[Directions for this task] Each line in the entries below that holds the word "true" belongs in the answer.

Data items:
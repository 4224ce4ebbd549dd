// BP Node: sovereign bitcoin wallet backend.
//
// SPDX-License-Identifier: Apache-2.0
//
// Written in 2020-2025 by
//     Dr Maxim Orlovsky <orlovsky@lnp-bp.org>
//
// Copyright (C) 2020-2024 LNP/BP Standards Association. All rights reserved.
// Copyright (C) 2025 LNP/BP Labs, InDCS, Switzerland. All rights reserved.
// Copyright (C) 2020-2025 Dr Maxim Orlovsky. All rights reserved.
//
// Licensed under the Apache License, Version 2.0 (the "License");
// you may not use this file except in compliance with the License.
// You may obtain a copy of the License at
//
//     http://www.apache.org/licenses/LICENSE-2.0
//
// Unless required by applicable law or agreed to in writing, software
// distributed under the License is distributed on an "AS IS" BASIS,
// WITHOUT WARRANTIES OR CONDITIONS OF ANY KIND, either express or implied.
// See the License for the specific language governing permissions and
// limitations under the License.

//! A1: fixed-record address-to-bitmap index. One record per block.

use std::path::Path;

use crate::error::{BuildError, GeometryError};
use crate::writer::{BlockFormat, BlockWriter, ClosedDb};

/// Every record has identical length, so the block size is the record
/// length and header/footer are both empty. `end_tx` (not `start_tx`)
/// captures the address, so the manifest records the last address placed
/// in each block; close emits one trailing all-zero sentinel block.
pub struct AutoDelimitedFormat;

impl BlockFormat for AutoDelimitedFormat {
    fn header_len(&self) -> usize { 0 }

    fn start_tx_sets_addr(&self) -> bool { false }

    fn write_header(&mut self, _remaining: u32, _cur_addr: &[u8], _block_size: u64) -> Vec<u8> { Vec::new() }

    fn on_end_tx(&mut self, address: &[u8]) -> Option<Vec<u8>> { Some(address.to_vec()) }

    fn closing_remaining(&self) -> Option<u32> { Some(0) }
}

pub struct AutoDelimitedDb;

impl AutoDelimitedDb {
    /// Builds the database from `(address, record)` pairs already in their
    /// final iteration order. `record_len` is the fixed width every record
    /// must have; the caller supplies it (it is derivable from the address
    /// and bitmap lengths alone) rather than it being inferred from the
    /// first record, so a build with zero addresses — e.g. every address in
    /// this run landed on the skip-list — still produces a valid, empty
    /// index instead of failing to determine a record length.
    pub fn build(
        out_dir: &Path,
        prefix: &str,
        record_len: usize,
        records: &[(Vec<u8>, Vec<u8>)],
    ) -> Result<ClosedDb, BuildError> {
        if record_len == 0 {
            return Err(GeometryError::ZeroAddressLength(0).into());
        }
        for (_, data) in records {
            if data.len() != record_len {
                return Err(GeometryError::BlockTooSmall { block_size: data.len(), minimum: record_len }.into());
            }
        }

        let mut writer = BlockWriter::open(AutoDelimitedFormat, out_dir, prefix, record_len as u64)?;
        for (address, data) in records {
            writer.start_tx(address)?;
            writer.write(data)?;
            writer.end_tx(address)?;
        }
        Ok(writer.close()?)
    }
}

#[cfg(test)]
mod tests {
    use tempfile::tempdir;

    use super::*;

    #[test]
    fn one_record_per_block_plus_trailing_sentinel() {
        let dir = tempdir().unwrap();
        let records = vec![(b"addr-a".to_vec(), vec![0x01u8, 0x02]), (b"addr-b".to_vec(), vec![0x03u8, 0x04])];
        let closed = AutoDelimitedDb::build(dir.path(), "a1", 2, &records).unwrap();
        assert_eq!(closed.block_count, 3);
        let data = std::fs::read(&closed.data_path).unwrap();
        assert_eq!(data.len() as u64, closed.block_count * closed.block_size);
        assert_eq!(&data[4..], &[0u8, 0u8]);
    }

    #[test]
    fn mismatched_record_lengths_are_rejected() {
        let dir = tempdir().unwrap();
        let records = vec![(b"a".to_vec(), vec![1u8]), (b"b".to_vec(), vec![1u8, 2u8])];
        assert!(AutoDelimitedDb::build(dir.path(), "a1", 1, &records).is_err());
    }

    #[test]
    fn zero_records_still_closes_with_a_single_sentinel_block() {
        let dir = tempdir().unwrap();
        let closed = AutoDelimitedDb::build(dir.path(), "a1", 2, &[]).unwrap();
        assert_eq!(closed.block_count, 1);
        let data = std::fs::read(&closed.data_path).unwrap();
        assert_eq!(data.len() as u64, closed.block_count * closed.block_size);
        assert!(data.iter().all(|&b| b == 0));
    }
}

* * *

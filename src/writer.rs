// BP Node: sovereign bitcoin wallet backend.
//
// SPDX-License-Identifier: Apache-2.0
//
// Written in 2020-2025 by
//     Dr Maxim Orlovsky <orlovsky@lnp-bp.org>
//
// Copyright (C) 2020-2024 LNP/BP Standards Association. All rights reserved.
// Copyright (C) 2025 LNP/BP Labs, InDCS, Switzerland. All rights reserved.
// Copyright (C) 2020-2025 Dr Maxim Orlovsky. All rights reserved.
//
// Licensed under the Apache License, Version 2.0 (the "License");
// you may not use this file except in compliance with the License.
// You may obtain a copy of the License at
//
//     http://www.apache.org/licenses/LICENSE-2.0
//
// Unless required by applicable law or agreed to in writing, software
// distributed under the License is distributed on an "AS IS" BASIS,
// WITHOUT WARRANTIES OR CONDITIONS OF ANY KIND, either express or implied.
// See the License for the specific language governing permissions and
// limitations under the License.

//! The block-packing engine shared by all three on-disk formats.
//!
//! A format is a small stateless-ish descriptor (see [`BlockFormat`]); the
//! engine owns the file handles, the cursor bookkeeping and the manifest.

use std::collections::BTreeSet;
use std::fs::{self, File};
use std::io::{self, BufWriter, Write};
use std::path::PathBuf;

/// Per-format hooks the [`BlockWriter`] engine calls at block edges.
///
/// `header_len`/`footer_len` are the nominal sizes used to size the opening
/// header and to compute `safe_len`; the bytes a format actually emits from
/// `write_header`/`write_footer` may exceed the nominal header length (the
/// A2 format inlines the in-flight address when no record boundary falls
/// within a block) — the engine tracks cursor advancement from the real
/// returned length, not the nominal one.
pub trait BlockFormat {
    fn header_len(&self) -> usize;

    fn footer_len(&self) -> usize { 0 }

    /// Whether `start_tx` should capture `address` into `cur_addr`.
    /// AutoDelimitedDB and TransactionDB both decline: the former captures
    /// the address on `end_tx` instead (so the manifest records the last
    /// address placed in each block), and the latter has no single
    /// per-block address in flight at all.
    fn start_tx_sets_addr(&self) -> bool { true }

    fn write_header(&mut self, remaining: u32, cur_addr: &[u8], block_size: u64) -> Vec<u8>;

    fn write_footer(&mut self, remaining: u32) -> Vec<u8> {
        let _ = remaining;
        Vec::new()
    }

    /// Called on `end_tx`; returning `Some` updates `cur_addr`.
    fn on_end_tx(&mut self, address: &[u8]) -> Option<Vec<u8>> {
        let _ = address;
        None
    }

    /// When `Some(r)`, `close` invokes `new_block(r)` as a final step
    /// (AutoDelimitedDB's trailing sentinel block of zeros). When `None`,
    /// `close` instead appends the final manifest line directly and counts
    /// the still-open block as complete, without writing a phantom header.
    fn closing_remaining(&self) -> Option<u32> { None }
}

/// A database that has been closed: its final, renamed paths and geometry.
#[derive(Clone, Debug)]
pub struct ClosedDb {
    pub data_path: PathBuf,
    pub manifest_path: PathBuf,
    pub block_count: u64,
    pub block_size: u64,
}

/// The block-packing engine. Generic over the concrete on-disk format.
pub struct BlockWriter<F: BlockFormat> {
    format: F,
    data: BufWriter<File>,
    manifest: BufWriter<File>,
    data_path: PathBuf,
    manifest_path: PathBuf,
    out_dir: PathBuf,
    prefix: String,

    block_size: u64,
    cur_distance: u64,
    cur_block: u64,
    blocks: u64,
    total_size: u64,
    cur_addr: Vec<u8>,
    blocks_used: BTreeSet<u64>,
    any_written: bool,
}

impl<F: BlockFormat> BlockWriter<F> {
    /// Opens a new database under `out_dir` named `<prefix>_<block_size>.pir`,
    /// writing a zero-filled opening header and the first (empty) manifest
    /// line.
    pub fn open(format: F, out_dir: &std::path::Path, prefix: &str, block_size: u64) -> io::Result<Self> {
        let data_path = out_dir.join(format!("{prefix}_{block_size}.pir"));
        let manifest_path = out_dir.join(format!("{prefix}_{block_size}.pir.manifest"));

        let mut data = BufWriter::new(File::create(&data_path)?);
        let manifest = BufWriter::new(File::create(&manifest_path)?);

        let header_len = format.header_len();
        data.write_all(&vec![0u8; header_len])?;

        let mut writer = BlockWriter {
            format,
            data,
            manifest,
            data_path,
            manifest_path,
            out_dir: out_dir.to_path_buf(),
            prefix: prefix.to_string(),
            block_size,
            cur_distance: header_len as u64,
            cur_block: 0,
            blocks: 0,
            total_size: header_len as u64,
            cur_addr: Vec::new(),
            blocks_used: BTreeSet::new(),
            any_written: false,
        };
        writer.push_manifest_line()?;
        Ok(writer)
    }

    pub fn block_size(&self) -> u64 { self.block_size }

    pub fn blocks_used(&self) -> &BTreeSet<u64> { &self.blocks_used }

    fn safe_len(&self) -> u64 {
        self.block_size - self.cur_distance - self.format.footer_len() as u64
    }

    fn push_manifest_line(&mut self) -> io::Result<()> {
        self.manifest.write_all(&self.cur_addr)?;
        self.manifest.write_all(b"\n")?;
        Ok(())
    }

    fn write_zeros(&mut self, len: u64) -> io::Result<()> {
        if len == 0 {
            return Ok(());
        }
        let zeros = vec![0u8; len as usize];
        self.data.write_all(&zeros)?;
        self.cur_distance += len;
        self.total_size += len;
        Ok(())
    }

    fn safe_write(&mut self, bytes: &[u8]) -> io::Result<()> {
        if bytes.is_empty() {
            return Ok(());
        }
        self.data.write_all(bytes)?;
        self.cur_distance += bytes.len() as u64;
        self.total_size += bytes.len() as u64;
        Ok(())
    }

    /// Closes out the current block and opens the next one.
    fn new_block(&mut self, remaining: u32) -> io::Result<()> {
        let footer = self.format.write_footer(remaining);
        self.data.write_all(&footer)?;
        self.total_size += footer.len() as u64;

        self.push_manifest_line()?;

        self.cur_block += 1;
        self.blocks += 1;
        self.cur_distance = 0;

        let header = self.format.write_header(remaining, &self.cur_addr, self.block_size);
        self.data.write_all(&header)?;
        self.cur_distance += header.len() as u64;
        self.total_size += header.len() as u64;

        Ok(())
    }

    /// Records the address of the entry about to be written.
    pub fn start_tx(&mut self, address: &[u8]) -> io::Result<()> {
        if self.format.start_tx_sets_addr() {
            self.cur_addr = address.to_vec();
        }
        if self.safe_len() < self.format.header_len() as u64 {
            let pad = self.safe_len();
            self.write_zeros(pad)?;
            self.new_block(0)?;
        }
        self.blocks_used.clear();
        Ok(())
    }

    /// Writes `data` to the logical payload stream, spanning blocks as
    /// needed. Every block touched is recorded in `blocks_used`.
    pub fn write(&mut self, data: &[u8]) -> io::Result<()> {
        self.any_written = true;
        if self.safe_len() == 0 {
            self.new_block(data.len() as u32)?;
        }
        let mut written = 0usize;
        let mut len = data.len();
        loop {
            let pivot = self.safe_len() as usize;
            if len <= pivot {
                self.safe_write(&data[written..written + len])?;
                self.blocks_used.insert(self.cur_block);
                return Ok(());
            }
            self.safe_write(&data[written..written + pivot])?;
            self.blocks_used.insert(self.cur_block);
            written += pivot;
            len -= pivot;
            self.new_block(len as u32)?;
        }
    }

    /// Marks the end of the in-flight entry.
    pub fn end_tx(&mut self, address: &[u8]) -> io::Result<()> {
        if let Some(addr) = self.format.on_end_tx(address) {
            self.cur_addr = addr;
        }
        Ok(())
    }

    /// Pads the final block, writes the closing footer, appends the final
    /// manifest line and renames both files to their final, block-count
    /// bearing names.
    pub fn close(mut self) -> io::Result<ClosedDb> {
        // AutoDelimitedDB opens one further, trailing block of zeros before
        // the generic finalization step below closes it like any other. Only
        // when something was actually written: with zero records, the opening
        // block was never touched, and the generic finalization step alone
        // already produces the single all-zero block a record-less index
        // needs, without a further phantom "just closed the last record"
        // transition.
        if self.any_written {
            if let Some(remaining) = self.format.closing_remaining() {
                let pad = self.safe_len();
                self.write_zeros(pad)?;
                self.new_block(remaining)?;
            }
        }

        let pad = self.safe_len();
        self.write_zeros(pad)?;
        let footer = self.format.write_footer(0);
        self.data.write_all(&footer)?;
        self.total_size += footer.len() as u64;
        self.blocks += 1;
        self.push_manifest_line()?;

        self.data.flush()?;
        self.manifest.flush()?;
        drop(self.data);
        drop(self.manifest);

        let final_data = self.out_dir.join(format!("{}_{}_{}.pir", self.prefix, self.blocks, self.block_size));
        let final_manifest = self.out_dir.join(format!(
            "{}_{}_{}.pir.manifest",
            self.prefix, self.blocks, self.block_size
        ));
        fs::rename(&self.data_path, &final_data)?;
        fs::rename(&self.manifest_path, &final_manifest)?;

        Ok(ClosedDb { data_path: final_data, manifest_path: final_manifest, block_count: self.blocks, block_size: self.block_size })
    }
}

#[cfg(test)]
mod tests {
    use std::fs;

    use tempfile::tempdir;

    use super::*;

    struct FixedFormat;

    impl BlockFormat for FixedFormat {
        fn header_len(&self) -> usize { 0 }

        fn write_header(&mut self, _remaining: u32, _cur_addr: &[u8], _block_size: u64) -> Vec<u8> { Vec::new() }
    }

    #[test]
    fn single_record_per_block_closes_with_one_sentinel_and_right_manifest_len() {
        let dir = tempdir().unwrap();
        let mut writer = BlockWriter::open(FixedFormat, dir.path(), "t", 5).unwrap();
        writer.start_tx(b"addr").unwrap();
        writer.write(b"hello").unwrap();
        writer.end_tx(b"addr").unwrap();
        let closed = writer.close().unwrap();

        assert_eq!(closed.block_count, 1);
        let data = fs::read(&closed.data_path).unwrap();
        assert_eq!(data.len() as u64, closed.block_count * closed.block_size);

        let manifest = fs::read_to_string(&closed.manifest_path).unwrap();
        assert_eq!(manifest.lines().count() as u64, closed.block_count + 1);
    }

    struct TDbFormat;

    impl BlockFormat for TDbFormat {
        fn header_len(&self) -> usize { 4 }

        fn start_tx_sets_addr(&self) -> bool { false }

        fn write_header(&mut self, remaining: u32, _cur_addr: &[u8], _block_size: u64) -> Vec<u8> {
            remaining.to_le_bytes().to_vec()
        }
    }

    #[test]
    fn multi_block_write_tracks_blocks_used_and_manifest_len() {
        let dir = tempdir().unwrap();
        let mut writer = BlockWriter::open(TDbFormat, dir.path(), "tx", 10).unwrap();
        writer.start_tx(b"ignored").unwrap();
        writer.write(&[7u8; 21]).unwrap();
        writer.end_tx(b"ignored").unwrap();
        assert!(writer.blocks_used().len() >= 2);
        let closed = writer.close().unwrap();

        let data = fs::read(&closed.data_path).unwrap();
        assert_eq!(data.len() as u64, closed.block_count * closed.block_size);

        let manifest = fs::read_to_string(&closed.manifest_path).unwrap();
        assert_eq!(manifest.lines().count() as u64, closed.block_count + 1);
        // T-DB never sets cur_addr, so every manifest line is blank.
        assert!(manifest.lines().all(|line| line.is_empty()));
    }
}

[Solution to this task]
    fn start_tx_sets_addr(&self) -> bool { true }
        self.any_written = true;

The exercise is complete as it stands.